Expect to see smiling, smug Democrats spinning the division of labor as if newly discovered ancient scrolls revealed that Christ and the Twelve registered Democrat and voted absentee for Al Gore in Florida in 2000.

Dick Durbin, whose spittle-laden finger could not determine political wind speed or direction in a plebiscitary hurricane, made a half-hearted effort at putting a good face on the whole affair. Speaking about those who might think the split will weaken organized labor, he said:

We have news for them. It’s not going to happen. Our unity is our strength. We will stand together and fight for working families.

Uh, Dick: maybe you should have updated your canned speech after learning of the schism.

They spin like a Maytag washer, but it won’t change the fact that this split, unless it’s patched, could be disasterous to the DNC.

“It’s the worst thing that could happen to us as a party,” said Steve Elmendorf, a Democratic strategist with long ties to labor.

The declining political clout of organized labor was evident in the 2004 election. The movement’s favorite son, Richard Gephardt of Missouri, had his South St. Louis rump handed back to him on a platter by the Tom Harkin Democrats of Iowa–voters who usually follow their union masters' orders like early sci-fi zombies.

In November, the traditional union get-out-the-(Democrat)-vote efforts paled in comparison to the efforts by Republican friends, like Christian, military, and family organizations. The result was the reelection of a president Democrats hate more palpabably than Ronald Reagan who fathered the union slide by firing PATCO workers who struck illegally in 1981.

Once upon a time, labor unions, while attempting to promote the interests of their members, also represented the social, economic, moral, and patriotic sentiments of those members. (Well, except for the overtly communist Machinists, Longshoremen, and sanitation unions.) In those days, labor was staunchly anti-communist, Christian (often Catholic), and pro-family.

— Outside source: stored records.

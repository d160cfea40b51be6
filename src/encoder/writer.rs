use crate::encoder::compression::*;
use crate::error::TiffResult;
use std::io::{self, Seek, SeekFrom, Write};

pub fn write_tiff_header<W: Write>(writer: &mut TiffWriter<W>) -> TiffResult<()> {
    #[cfg(target_endian = "little")]
    let boi: u8 = 0x49;
    #[cfg(not(target_endian = "little"))]
    let boi: u8 = 0x4d;

    writer.writer.write_all(&[boi, boi])?;
    writer.writer.write_all(&42u16.to_ne_bytes())?;
    writer.offset += 4;

    Ok(())
}

/// Writes a BigTiff header, excluding the IFD offset field.
///
/// Writes the byte order, version number, offset byte size, and zero constant fields. Does
// _not_ write the offset to the first IFD, this should be done by the caller.
pub fn write_bigtiff_header<W: Write>(writer: &mut TiffWriter<W>) -> TiffResult<()> {
    #[cfg(target_endian = "little")]
    let boi: u8 = 0x49;
    #[cfg(not(target_endian = "little"))]
    let boi: u8 = 0x4d;

    // byte order indication
    writer.writer.write_all(&[boi, boi])?;
    // version number
    writer.writer.write_all(&43u16.to_ne_bytes())?;
    // bytesize of offsets (pointer size)
    writer.writer.write_all(&8u16.to_ne_bytes())?;
    // always 0
    writer.writer.write_all(&0u16.to_ne_bytes())?;

    // we wrote 8 bytes, so set the internal offset accordingly
    writer.offset += 8;

    Ok(())
}

pub struct TiffWriter<W> {
    writer: W,
    offset: u64,
    byte_count: u64,
    compressor: Compressor,
}

impl<W: Write> TiffWriter<W> {
    pub fn new(writer: W) -> Self {
        Self {
            writer,
            offset: 0,
            byte_count: 0,
            compressor: Compressor::default(),
        }
    }

    pub fn set_compression(&mut self, compressor: Compressor) {
        self.compressor = compressor;
    }

    pub fn reset_compression(&mut self) {
        self.compressor = Compressor::default();
    }

    pub fn offset(&self) -> u64 {
        self.offset
    }

    pub(crate) fn previous_ifd_pointer<K: super::TiffKind>(&self) -> u64 {
        self.offset() - core::mem::size_of::<K::OffsetType>() as u64
    }

    pub fn last_written(&self) -> u64 {
        self.byte_count
    }

    pub fn write_bytes(&mut self, bytes: &[u8]) -> Result<(), io::Error> {
        self.byte_count = self.compressor.write_to(&mut self.writer, bytes)?;
        self.offset += self.byte_count;
        Ok(())
    }

    pub fn write_u8(&mut self, n: u8) -> Result<(), io::Error> {
        self.byte_count = self
            .compressor
            .write_to(&mut self.writer, &n.to_ne_bytes())?;
        self.offset += self.byte_count;
        Ok(())
    }

    pub fn write_i8(&mut self, n: i8) -> Result<(), io::Error> {
        self.byte_count = self
            .compressor
            .write_to(&mut self.writer, &n.to_ne_bytes())?;
        self.offset += self.byte_count;
        Ok(())
    }

    pub fn write_u16(&mut self, n: u16) -> Result<(), io::Error> {
        self.byte_count = self
            .compressor
            .write_to(&mut self.writer, &n.to_ne_bytes())?;
        self.offset += self.byte_count;

        Ok(())
    }

    pub fn write_i16(&mut self, n: i16) -> Result<(), io::Error> {
        self.byte_count = self
            .compressor
            .write_to(&mut self.writer, &n.to_ne_bytes())?;
        self.offset += self.byte_count;

        Ok(())
    }

    pub fn write_u32(&mut self, n: u32) -> Result<(), io::Error> {
        self.byte_count = self
            .compressor
            .write_to(&mut self.writer, &n.to_ne_bytes())?;
        self.offset += self.byte_count;

        Ok(())
    }

    pub fn write_i32(&mut self, n: i32) -> Result<(), io::Error> {
        self.byte_count = self
            .compressor
            .write_to(&mut self.writer, &n.to_ne_bytes())?;
        self.offset += self.byte_count;

        Ok(())
    }

    pub fn write_u64(&mut self, n: u64) -> Result<(), io::Error> {
        self.byte_count = self
            .compressor
            .write_to(&mut self.writer, &n.to_ne_bytes())?;
        self.offset += self.byte_count;

        Ok(())
    }

    pub fn write_i64(&mut self, n: i64) -> Result<(), io::Error> {
        self.byte_count = self
            .compressor
            .write_to(&mut self.writer, &n.to_ne_bytes())?;
        self.offset += self.byte_count;

        Ok(())
    }

    pub fn write_f32(&mut self, n: f32) -> Result<(), io::Error> {
        self.byte_count = self
            .compressor
            .write_to(&mut self.writer, &u32::to_ne_bytes(n.to_bits()))?;
        self.offset += self.byte_count;

        Ok(())
    }

    pub fn write_f64(&mut self, n: f64) -> Result<(), io::Error> {
        self.byte_count = self
            .compressor
            .write_to(&mut self.writer, &u64::to_ne_bytes(n.to_bits()))?;
        self.offset += self.byte_count;

        Ok(())
    }

    pub fn pad_word_boundary(&mut self) -> Result<(), io::Error> {
        if self.offset % 4 != 0 {
            let padding = [0, 0, 0];
            let padd_len = 4 - (self.offset % 4);
            self.writer.write_all(&padding[..padd_len as usize])?;
            self.offset += padd_len;
        }

        Ok(())
    }
}

impl<W: Seek> TiffWriter<W> {
    pub fn goto_offset(&mut self, offset: u64) -> Result<(), io::Error> {
        self.offset = offset;
        self.writer.seek(SeekFrom::Start(offset))?;
        Ok(())
    }
}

During the 1970s, though, the worst of the excesses of liberalism became the cornerstone of union leadership philosophy. Abortion, appeasing communists, and onerous taxation seemed more important to big labor than fair wages. Between inflation, encouraged by union protectionism, and spiralling taxes, supported by union donations to the DNC and opposition to tax indexing and cuts, combined to damage the very members the unions porported to help.

In the 80s, many union workers saw the problem. The rank-and-file voted for Reagan and sued to prevent their union leaders from giving their dues to his opponents. They won some and lost some in the courts where many judges were appointed with union and Democrat support.

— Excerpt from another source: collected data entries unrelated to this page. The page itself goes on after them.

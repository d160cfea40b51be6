use super::tag_reader::AsyncTagReader;
use crate::decoder::{
    ifd::{Directory, Value},
    image::{StripDecodeState, TagData, TileAttributes},
    stream::SmartReader,
    ChunkType, Image, Limits,
};
use crate::tags::{
    CompressionMethod, PhotometricInterpretation, PlanarConfiguration, Predictor, SampleFormat, Tag,
};
use crate::{TiffError, TiffFormatError, TiffResult, TiffUnsupportedError};

use futures::{AsyncRead, AsyncSeek};

use std::sync::Arc;

impl TagData {
    pub async fn retrieve_async<R: AsyncRead + AsyncSeek + Unpin>(
        &mut self,
        chunk_index: u32,
        bigtiff: bool,
        reader: &mut SmartReader<R>,
    ) -> TiffResult<u64> {
        if let TagData::Full(v) = self {
            return self.get(usize::try_from(chunk_index)?);
        }
        let val = self
            .entry()?
            .val_single_into_u64_async(u64::from(chunk_index), bigtiff, reader)
            .await?;

        self.insert(chunk_index, val)?;
        Ok(val)
    }
}

impl Image {
    /// Creates this image from a reader. Will not read in chunk tags
    /// Rather, this
    pub async fn from_async_reader<R: AsyncRead + AsyncSeek + Unpin + Send>(
        reader: &mut SmartReader<R>,
        ifd: Directory,
        limits: &Limits,
        bigtiff: bool,
    ) -> TiffResult<Image> {
        let mut tag_reader = AsyncTagReader {
            reader,
            limits,
            ifd: &ifd,
            bigtiff,
        };

        let width = tag_reader.require_tag(Tag::ImageWidth).await?.into_u32()?;
        let height = tag_reader.require_tag(Tag::ImageLength).await?.into_u32()?;
        if width == 0 || height == 0 {
            return Err(TiffError::FormatError(TiffFormatError::InvalidDimensions(
                width, height,
            )));
        }

        let photometric_interpretation = tag_reader
            .find_tag(Tag::PhotometricInterpretation)
            .await?
            .map(Value::into_u16)
            .transpose()?
            .and_then(PhotometricInterpretation::from_u16)
            .ok_or(TiffUnsupportedError::UnknownInterpretation)?;

        // Try to parse both the compression method and the number, format, and bits of the included samples.
        // If they are not explicitly specified, those tags are reset to their default values and not carried from previous images.
        let compression_method = match tag_reader.find_tag(Tag::Compression).await? {
            Some(val) => CompressionMethod::from_u16_exhaustive(val.into_u16()?),
            None => CompressionMethod::None,
        };

        let jpeg_tables = if compression_method == CompressionMethod::ModernJPEG
            && ifd.contains_key(&Tag::JPEGTables)
        {
            let vec = tag_reader
                .find_tag(Tag::JPEGTables)
                .await?
                .unwrap()
                .into_u8_vec()?;
            if vec.len() < 2 {
                return Err(TiffError::FormatError(
                    TiffFormatError::InvalidTagValueType(Tag::JPEGTables),
                ));
            }

            Some(Arc::new(vec))
        } else {
            None
        };

        let samples: u16 = tag_reader
            .find_tag(Tag::SamplesPerPixel)
            .await?
            .map(Value::into_u16)
            .transpose()?
            .unwrap_or(1);
        if samples == 0 {
            return Err(TiffFormatError::SamplesPerPixelIsZero.into());
        }

        let sample_format = match tag_reader.find_tag_uint_vec(Tag::SampleFormat).await? {
            Some(vals) => {
                let sample_format: Vec<_> = vals
                    .into_iter()
                    .map(SampleFormat::from_u16_exhaustive)
                    .collect();

                // TODO: for now, only homogenous formats across samples are supported.
                if !sample_format.windows(2).all(|s| s[0] == s[1]) {
                    return Err(TiffUnsupportedError::UnsupportedSampleFormat(sample_format).into());
                }

                sample_format[0]
            }
            None => SampleFormat::Uint,
        };

        let bits_per_sample: Vec<u8> = tag_reader
            .find_tag_uint_vec(Tag::BitsPerSample)
            .await?
            .unwrap_or_else(|| vec![1]);

        // Technically bits_per_sample.len() should be *equal* to samples, but libtiff also allows
        // it to be a single value that applies to all samples.
        if bits_per_sample.len() != samples as usize && bits_per_sample.len() != 1 {
            return Err(TiffError::FormatError(
                TiffFormatError::InconsistentSizesEncountered,
            ));
        }

        // This library (and libtiff) do not support mixed sample formats and zero bits per sample
        // doesn't make sense.
        if bits_per_sample.iter().any(|&b| b != bits_per_sample[0]) || bits_per_sample[0] == 0 {
            return Err(TiffUnsupportedError::InconsistentBitsPerSample(bits_per_sample).into());
        }

        let predictor = tag_reader
            .find_tag(Tag::Predictor)
            .await?
            .map(Value::into_u16)
            .transpose()?
            .map(|p| {
                Predictor::from_u16(p)
                    .ok_or(TiffError::FormatError(TiffFormatError::UnknownPredictor(p)))
            })
            .transpose()?
            .unwrap_or(Predictor::None);

        let planar_config = tag_reader
            .find_tag(Tag::PlanarConfiguration)
            .await?
            .map(Value::into_u16)
            .transpose()?
            .map(|p| {
                PlanarConfiguration::from_u16(p).ok_or(TiffError::FormatError(
                    TiffFormatError::UnknownPlanarConfiguration(p),
                ))
            })
            .transpose()?
            .unwrap_or(PlanarConfiguration::Chunky);

        let planes = match planar_config {
            PlanarConfiguration::Chunky => 1,
            PlanarConfiguration::Planar => samples,
        };

        let chunk_type;
        let chunk_offsets;
        let chunk_bytes;
        let strip_decoder;
        let tile_attributes;
        match (
            ifd.contains_key(&Tag::StripByteCounts),
            ifd.contains_key(&Tag::StripOffsets),
            ifd.contains_key(&Tag::TileByteCounts),
            ifd.contains_key(&Tag::TileOffsets),
        ) {
            (true, true, false, false) => {
                chunk_type = ChunkType::Strip;

                chunk_offsets = //ifd[&Tag::StripOffsets];
                TagData::Full(tag_reader
                    .find_tag(Tag::StripOffsets).await?
                    .unwrap()
                    .into_u64_vec()?);
                chunk_bytes = //ifd[&Tag::StripByteCounts];
                TagData::Full(tag_reader
                .find_tag(Tag::StripByteCounts).await?
                .unwrap()
                .into_u64_vec()?);
                let rows_per_strip = tag_reader
                    .find_tag(Tag::RowsPerStrip)
                    .await?
                    .map(Value::into_u32)
                    .transpose()?
                    .unwrap_or(height);
                strip_decoder = Some(StripDecodeState { rows_per_strip });
                tile_attributes = None;

                if chunk_offsets.len() != chunk_bytes.len()
                    || rows_per_strip == 0
                    || u32::try_from(chunk_offsets.len())?
                        != (height.saturating_sub(1) / rows_per_strip + 1) * planes as u32
                {
                    return Err(TiffError::FormatError(
                        TiffFormatError::InconsistentSizesEncountered,
                    ));
                }
            }
            (false, false, true, true) => {
                chunk_type = ChunkType::Tile;

                let tile_width =
                    usize::try_from(tag_reader.require_tag(Tag::TileWidth).await?.into_u32()?)?;
                let tile_length =
                    usize::try_from(tag_reader.require_tag(Tag::TileLength).await?.into_u32()?)?;

                if tile_width == 0 {
                    return Err(TiffFormatError::InvalidTagValueType(Tag::TileWidth).into());
                } else if tile_length == 0 {
                    return Err(TiffFormatError::InvalidTagValueType(Tag::TileLength).into());
                }

                strip_decoder = None;
                tile_attributes = Some(TileAttributes {
                    image_width: usize::try_from(width)?,
                    image_height: usize::try_from(height)?,
                    tile_width,
                    tile_length,
                });
                chunk_offsets = //ifd[&Tag::TileOffsets];
                TagData::Full(tag_reader
                    .find_tag(Tag::TileOffsets).await?
                    .unwrap()
                    .into_u64_vec()?);
                chunk_bytes = //ifd[&Tag::TileByteCounts];
                TagData::Full(tag_reader
                    .find_tag(Tag::TileByteCounts).await?
                    .unwrap()
                    .into_u64_vec()?);

                let tile = tile_attributes.as_ref().unwrap();
                if chunk_offsets.len() != chunk_bytes.len()
                    || chunk_offsets.len() as usize
                        != tile.tiles_down() * tile.tiles_across() * planes as usize
                {
                    return Err(TiffError::FormatError(
                        TiffFormatError::InconsistentSizesEncountered,
                    ));
                }
            }
            (_, _, _, _) => {
                return Err(TiffError::FormatError(
                    TiffFormatError::StripTileTagConflict,
                ))
            }
        };

        Ok(Image {
            ifd: Some(ifd),
            width,
            height,
            bits_per_sample: bits_per_sample[0],
            samples,
            sample_format,
            photometric_interpretation,
            compression_method,
            jpeg_tables,
            predictor,
            chunk_type,
            planar_config,
            strip_decoder,
            tile_attributes,
            chunk_offsets,
            chunk_bytes,
        })
    }
}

At the same, open contempt for the economic damage unions were causing emerged. Even in South St. Louis, where unionism was once king, one could safely mock unions: lazy, overpaid, spoiled. While usually untrue, the image wasn’t helped by stories like this one from wall street pot holes:

When I was in college I worked at a chicken factory, processing center. It had a union. Membership wasn’t required but it was still a bizare bunch to have around. Workers would get suspended for being drunk on the job. And then the union steward would file a ‘grivence’ against the company. Because his rights were violated! The chickens can wait! Forget the hostile work environment that develops when workers are drunk n' dazed.

The Political Puzzle summarizes labor’s weakness.

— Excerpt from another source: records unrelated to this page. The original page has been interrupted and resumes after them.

use crate::encoder::compression::*;
use flate2::{write::ZlibEncoder, Compression as FlateCompression};

/// The Deflate algorithm used to compress image data in TIFF files.
#[derive(Debug, Clone, Copy)]
pub struct Deflate {
    level: FlateCompression,
}

/// The level of compression used by the Deflate algorithm.
/// It allows trading compression ratio for compression speed.
#[derive(Debug, Clone, Copy, PartialEq, Eq, PartialOrd, Ord)]
#[non_exhaustive]
#[derive(Default)]
pub enum DeflateLevel {
    /// The fastest possible compression mode.
    Fast = 1,
    /// The conserative choice between speed and ratio.
    #[default]
    Balanced = 6,
    /// The best compression available with Deflate.
    Best = 9,
}

impl Deflate {
    /// Create a new deflate compressor with a specific level of compression.
    pub fn with_level(level: DeflateLevel) -> Self {
        Self {
            level: FlateCompression::new(level as u32),
        }
    }
}

impl Default for Deflate {
    fn default() -> Self {
        Self::with_level(DeflateLevel::default())
    }
}

impl Compression for Deflate {
    const COMPRESSION_METHOD: CompressionMethod = CompressionMethod::Deflate;

    fn get_algorithm(&self) -> Compressor {
        Compressor::Deflate(*self)
    }
}

impl CompressionAlgorithm for Deflate {
    fn write_to<W: Write>(&mut self, writer: &mut W, bytes: &[u8]) -> Result<u64, io::Error> {
        let mut encoder = ZlibEncoder::new(writer, self.level);
        encoder.write_all(bytes)?;
        encoder.try_finish()?;
        Ok(encoder.total_out())
    }
}

#[cfg(test)]
mod tests {
    use super::*;
    use crate::encoder::compression::tests::TEST_DATA;
    use std::io::Cursor;

    #[test]
    fn test_deflate() {
        const EXPECTED_COMPRESSED_DATA: [u8; 64] = [
            0x78, 0x9C, 0x15, 0xC7, 0xD1, 0x0D, 0x80, 0x20, 0x0C, 0x04, 0xD0, 0x55, 0x6E, 0x02,
            0xA7, 0x71, 0x81, 0xA6, 0x41, 0xDA, 0x28, 0xD4, 0xF4, 0xD0, 0xF9, 0x81, 0xE4, 0xFD,
            0xBC, 0xD3, 0x9C, 0x58, 0x04, 0x1C, 0xE9, 0xBD, 0xE2, 0x8A, 0x84, 0x5A, 0xD1, 0x7B,
            0xE7, 0x97, 0xF4, 0xF8, 0x08, 0x8D, 0xF6, 0x66, 0x21, 0x3D, 0x3A, 0xE4, 0xA9, 0x91,
            0x3E, 0xAC, 0xF1, 0x98, 0xB9, 0x70, 0x17, 0x13,
        ];

        let mut compressed_data = Vec::<u8>::new();
        let mut writer = Cursor::new(&mut compressed_data);
        Deflate::default().write_to(&mut writer, TEST_DATA).unwrap();
        assert_eq!(EXPECTED_COMPRESSED_DATA, compressed_data.as_slice());
    }
}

Used to be a huge Caterpillar plant in York, Pa. The union decided that they weren’t gonna budge. Five years, they were on strike. End result? Hello, South Carolina . . . Goodbye dumbass’s.

The worst news for organized labor, though, is not off-shoring nor internal strife; it is the fact that no one really cares. Look around the blogosphere–nothing. Me and a few others blogging. The two blogs I linked above both carry the same reaction: “Who cares?”

If the break-up of the largest labor union in America is no longer interesting to pundits on the right, labor unions must have very little economic weight. That’s been evident for some time, and you can take any NHL player’s word for it. With the current schism drawing away hundreds of millions in political contributions, the movement’s political clout could soon be a thing of the past.